Exercise objective: Every line from the beginning of the data through the line containing "#[derive(Debug, Clone, PartialEq, Eq, Serialize, Deserialize)]" should be reproduced exactly, and no further lines should be output.
Exercise inputs Start Marker
//! The `{success, error?}` shape returned across the transport boundary.
//!
//! Domain errors render as `{"code": ..., "message": ...}` bodies, as in
//! each failed item of a bulk grant. [`Outcome`] wraps a whole
//! [`WardenResult`] for a transport adapter; infrastructure errors are
//! never rendered and keep propagating.

use serde::{Deserialize, Serialize};

use crate::error::{WardenError, WardenResult};

#[derive(Debug, Clone, PartialEq, Eq, Serialize, Deserialize)]
pub struct ErrorBody {
    pub code: String,
    pub message: String,
}

impl ErrorBody {
    /// `None` for infrastructure errors, which are not rendered.
    pub fn from_error(err: &WardenError) -> Option<Self> {
        err.code().map(|code| ErrorBody {
            code: code.to_string(),
            message: err.to_string(),
        })
    }
}

/// A boundary response. `T` must serialize as a map; its fields are
/// flattened next to `success`.
#[derive(Debug, Clone, Serialize)]
pub struct Outcome<T> {
    pub success: bool,
    #[serde(flatten, skip_serializing_if = "Option::is_none")]
    pub payload: Option<T>,
    #[serde(skip_serializing_if = "Option::is_none")]
    pub error: Option<ErrorBody>,
}

impl<T> Outcome<T> {
    pub fn ok(payload: T) -> Self {
        Self {
            success: true,
            payload: Some(payload),
            error: None,
        }
    }

    pub fn failed(error: ErrorBody) -> Self {
        Self {
            success: false,
            payload: None,
            error: Some(error),
        }
    }

    pub fn from_result(result: WardenResult<T>) -> WardenResult<Self> {
        match result {
            Ok(payload) => Ok(Self::ok(payload)),
            Err(err) => match ErrorBody::from_error(&err) {
                Some(body) => Ok(Self::failed(body)),
                None => Err(err),
            },
        }
    }
}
Exercise inputs End Marker
Response to the exercise:
//! The `{success, error?}` shape returned across the transport boundary.
//!
//! Domain errors render as `{"code": ..., "message": ...}` bodies, as in
//! each failed item of a bulk grant. [`Outcome`] wraps a whole
//! [`WardenResult`] for a transport adapter; infrastructure errors are
//! never rendered and keep propagating.

use serde::{Deserialize, Serialize};

use crate::error::{WardenError, WardenResult};

#[derive(Debug, Clone, PartialEq, Eq, Serialize, Deserialize)]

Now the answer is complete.